Looking for a recession-proof career that's booming? No one's recommending that you actually go into the malware business, of course, but the numbers for 2008 are perversely upbeat. There's even some genuinely good news for you.

The Anti-Phishing Working Group reports, for instance, that phishing-related malware (or "crimeware," as they call the stuff) had an absolute boom in the second quarter of 2008 (PDF available here). The group's analysis found a remarkable 9,529 URLs spreading phishing warez by the end of June; that's 258% higher than the number recorded during the same period last year.

The apps that power such sites were burgeoning too, hitting a record high of 442 in May '08. Dan Hubbard, CTO of Websense, says that's largely attributable to an upsurge of code used in SQL injection attacks, which have made a big splash in '08.

Phishers often target very specific brands, and AWPG evidence suggests that phisher R&D on how best to do that is reaping fine returns. The number of brands targeted, according to AWPG researchers, continued to rise through the period examined. Meanwhile, the number of "brand-domain pairs" -- a legit URL and the fake URL used to scam the real business' would-be customers -- has dropped.

That sounds like good news, but a closer look suggests that the phishers have simply gotten better at their work. (Bait the hook better and you need fewer hooks.) 294 brands experienced hijacking during the quarter, also a new record.

Dave Jevans, chair of the AWPG, says that the state of the rest of the economy's only helping the bad guys.

"The current financial crisis has also been used by phishers to create new scams that try to scare consumers into entering their usernames and passwords into sites that mimic those of well-known distressed financial institutions," Jevans wrote. "As the economy degrades, we are seeing a continual increase in malicious and criminal activity on the Internet." Phishing attacks were 13% over the course of the quarter.

Still, it's the wild rise in crimeware that's got him really worried. Noting that he hasn't seen activity levels like this at any point in the AWPG's five-year history, Jevans says that "While phishing continues unabated, the most concerning trend is the dramatic rise in crimeware and the Web sites that distribute it."

A bit of good news, though, for those who have made it through the article to this point: Sometimes things stay fixed longer than you'd dared hope. Last month we reported on the takedown of McColo and the ensuing pandemonium among the botnet crowd. Since then, the biggest botnets -- Srizbi, Mega-D, and such -- have been making their way back online, and experts widely predicted that the break everybody got from the junk-mail flood might be a short-lived respite.

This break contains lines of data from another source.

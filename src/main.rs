//! Docbridge - HTTP REST gateway for MongoDB document operations
//!
//! This binary serves the REST API with request logging, metrics, and
//! graceful shutdown.

use docbridge::ServerConfig;

#[tokio::main]
async fn main() -> anyhow::Result<()> {
    // Pick up MONGODB settings from a local .env in development
    dotenvy::dotenv().ok();

    // Load configuration
    let config = ServerConfig::load()?;

    // Start server
    docbridge::start_server(config).await?;

    Ok(())
}
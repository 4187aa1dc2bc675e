//! Error envelope tests
//!
//! Every error leaving the API uses the same JSON envelope:
//! `{"success": false, "error": {"code", "message"}}`.

use axum::http::StatusCode;
use axum::response::IntoResponse;
use docbridge::ServerError;
use http_body_util::BodyExt;

async fn envelope(err: ServerError) -> (StatusCode, serde_json::Value) {
    let response = err.into_response();
    let status = response.status();
    let bytes = response.into_body().collect().await.unwrap().to_bytes();
    (status, serde_json::from_slice(&bytes).unwrap())
}

#[tokio::test]
async fn bad_request_maps_to_400() {
    let (status, json) = envelope(ServerError::BadRequest("missing filter".into())).await;
    assert_eq!(status, StatusCode::BAD_REQUEST);
    assert_eq!(json["success"], false);
    assert_eq!(json["error"]["code"], "BAD_REQUEST");
    assert!(json["error"]["message"]
        .as_str()
        .unwrap()
        .contains("missing filter"));
}

#[tokio::test]
async fn not_found_maps_to_404() {
    let (status, json) = envelope(ServerError::NotFound).await;
    assert_eq!(status, StatusCode::NOT_FOUND);
    assert_eq!(json["error"]["code"], "NOT_FOUND");
}

#[tokio::test]
async fn timeout_maps_to_408() {
    let (status, json) = envelope(ServerError::Timeout).await;
    assert_eq!(status, StatusCode::REQUEST_TIMEOUT);
    assert_eq!(json["error"]["code"], "REQUEST_TIMEOUT");
}

#[tokio::test]
async fn internal_maps_to_500() {
    let (status, json) = envelope(ServerError::Internal("boom".into())).await;
    assert_eq!(status, StatusCode::INTERNAL_SERVER_ERROR);
    assert_eq!(json["error"]["code"], "INTERNAL_ERROR");
}

#[tokio::test]
async fn json_errors_convert_to_bad_request() {
    let parse_err = serde_json::from_str::<serde_json::Value>("{oops").unwrap_err();
    let err: ServerError = parse_err.into();
    let (status, json) = envelope(err).await;
    assert_eq!(status, StatusCode::BAD_REQUEST);
    assert_eq!(json["error"]["code"], "BAD_REQUEST");
}
//! API route handlers
//!
//! This module contains all HTTP endpoint implementations for the docbridge
//! server. Routes are organized by functionality:
//!
//! - `health`: Health checks, readiness, and metrics
//! - `query`: Read operations (find, distinct, count, aggregate)
//! - `write`: Write operations (insert, update, replace, delete, bulk)
//! - `atomic`: Atomic find-and-modify operations
//! - `admin`: Index and collection management

pub mod admin;
pub mod atomic;
pub mod health;
pub mod query;
pub mod write;

use crate::error::{ServerError, ServerResult};
use axum::response::IntoResponse;
use axum::Json;
use serde_json::json;

/// API version and base info
///
/// Returns server information including version and available endpoints.
/// This is the root endpoint (GET /) and requires no authentication.
pub async fn api_info() -> ServerResult<impl IntoResponse> {
    Ok(Json(json!({
        "name": "Docbridge Server",
        "version": env!("CARGO_PKG_VERSION"),
        "endpoints": [
            "/api/insertOne",
            "/api/insertMany",
            "/api/find",
            "/api/findOne",
            "/api/distinct",
            "/api/countDocuments",
            "/api/updateOne",
            "/api/updateMany",
            "/api/replaceOne",
            "/api/deleteOne",
            "/api/deleteMany",
            "/api/aggregate",
            "/api/createIndex",
            "/api/dropIndex",
            "/api/getIndexes",
            "/api/findOneAndUpdate",
            "/api/findOneAndDelete",
            "/api/findOneAndReplace",
            "/api/bulkWrite",
            "/api/renameCollection",
            "/api/drop",
            "/api/listCollections",
            "/health",
            "/ready",
            "/metrics"
        ]
    })))
}

/// 404 Not Found handler
///
/// Returns a standardized error response for undefined routes.
pub async fn not_found() -> ServerError {
    ServerError::NotFound
}
//! Integration tests for server API wiring
//!
//! These tests drive the real router through `tower::ServiceExt::oneshot`.
//! The driver client connects lazily, so everything here runs without a
//! live MongoDB deployment; endpoints that would hit the database are only
//! exercised up to request decoding.

use std::sync::Arc;

use axum::body::Body;
use axum::http::{header, Request, StatusCode};
use docbridge::{build_router, ServerConfig, ServerState};
use http_body_util::BodyExt;
use tower::ServiceExt;

async fn test_state() -> Arc<ServerState> {
    let config = ServerConfig::default();
    Arc::new(
        ServerState::connect(config)
            .await
            .expect("client construction needs no live deployment"),
    )
}

async fn body_json(body: Body) -> serde_json::Value {
    let bytes = body.collect().await.unwrap().to_bytes();
    serde_json::from_slice(&bytes).unwrap()
}

#[tokio::test]
async fn api_info_lists_endpoints() {
    let app = build_router(test_state().await);

    let response = app
        .oneshot(Request::builder().uri("/").body(Body::empty()).unwrap())
        .await
        .unwrap();

    assert_eq!(response.status(), StatusCode::OK);
    let json = body_json(response.into_body()).await;
    assert_eq!(json["name"], "Docbridge Server");
    let endpoints = json["endpoints"].as_array().unwrap();
    assert!(endpoints.iter().any(|e| e == "/api/find"));
    assert!(endpoints.iter().any(|e| e == "/api/bulkWrite"));
}

#[tokio::test]
async fn health_check_reports_healthy() {
    let app = build_router(test_state().await);

    let response = app
        .oneshot(
            Request::builder()
                .uri("/health")
                .body(Body::empty())
                .unwrap(),
        )
        .await
        .unwrap();

    assert_eq!(response.status(), StatusCode::OK);
    let json = body_json(response.into_body()).await;
    assert_eq!(json["status"], "healthy");
    assert_eq!(json["service"], "docbridge");
}

#[tokio::test]
async fn unknown_route_returns_error_envelope() {
    let app = build_router(test_state().await);

    let response = app
        .oneshot(
            Request::builder()
                .uri("/api/doesNotExist")
                .body(Body::empty())
                .unwrap(),
        )
        .await
        .unwrap();

    assert_eq!(response.status(), StatusCode::NOT_FOUND);
    let json = body_json(response.into_body()).await;
    assert_eq!(json["success"], false);
    assert_eq!(json["error"]["code"], "NOT_FOUND");
}

#[tokio::test]
async fn malformed_json_body_is_rejected() {
    let app = build_router(test_state().await);

    let response = app
        .oneshot(
            Request::builder()
                .method("POST")
                .uri("/api/find")
                .header(header::CONTENT_TYPE, "application/json")
                .body(Body::from("{not json"))
                .unwrap(),
        )
        .await
        .unwrap();

    assert_eq!(response.status(), StatusCode::BAD_REQUEST);
}

#[tokio::test]
async fn responses_carry_a_request_id() {
    let app = build_router(test_state().await);

    let response = app
        .oneshot(
            Request::builder()
                .uri("/health")
                .header("x-request-id", "test-req-1")
                .body(Body::empty())
                .unwrap(),
        )
        .await
        .unwrap();

    assert_eq!(
        response.headers().get("x-request-id").unwrap(),
        "test-req-1"
    );
}

#[tokio::test]
async fn state_tracks_the_active_collection() {
    let state = test_state().await;

    assert_eq!(state.collection_name(), "items");
    state.set_collection("renamed");
    assert_eq!(state.collection().name(), "renamed");
}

But guess what? Four full weeks later, things are still looking pretty good in the average inbox. We checked in with Matt Sergeant, senior anti-spam technologist for MessageLabs (now part of Symantec), and he confirms that our eyes do not deceive us: "Although volumes have increased slightly since the early days of the McColo downfall, they are not yet back in anywhere near the same volumes. Some botnets such as Cutwail and Mega-D have increased output since the McColo incident, presumably as customers switch to these botnets from the larger Srizbi botnet. But we are yet to see a full rise back to the days before McColo was taken down."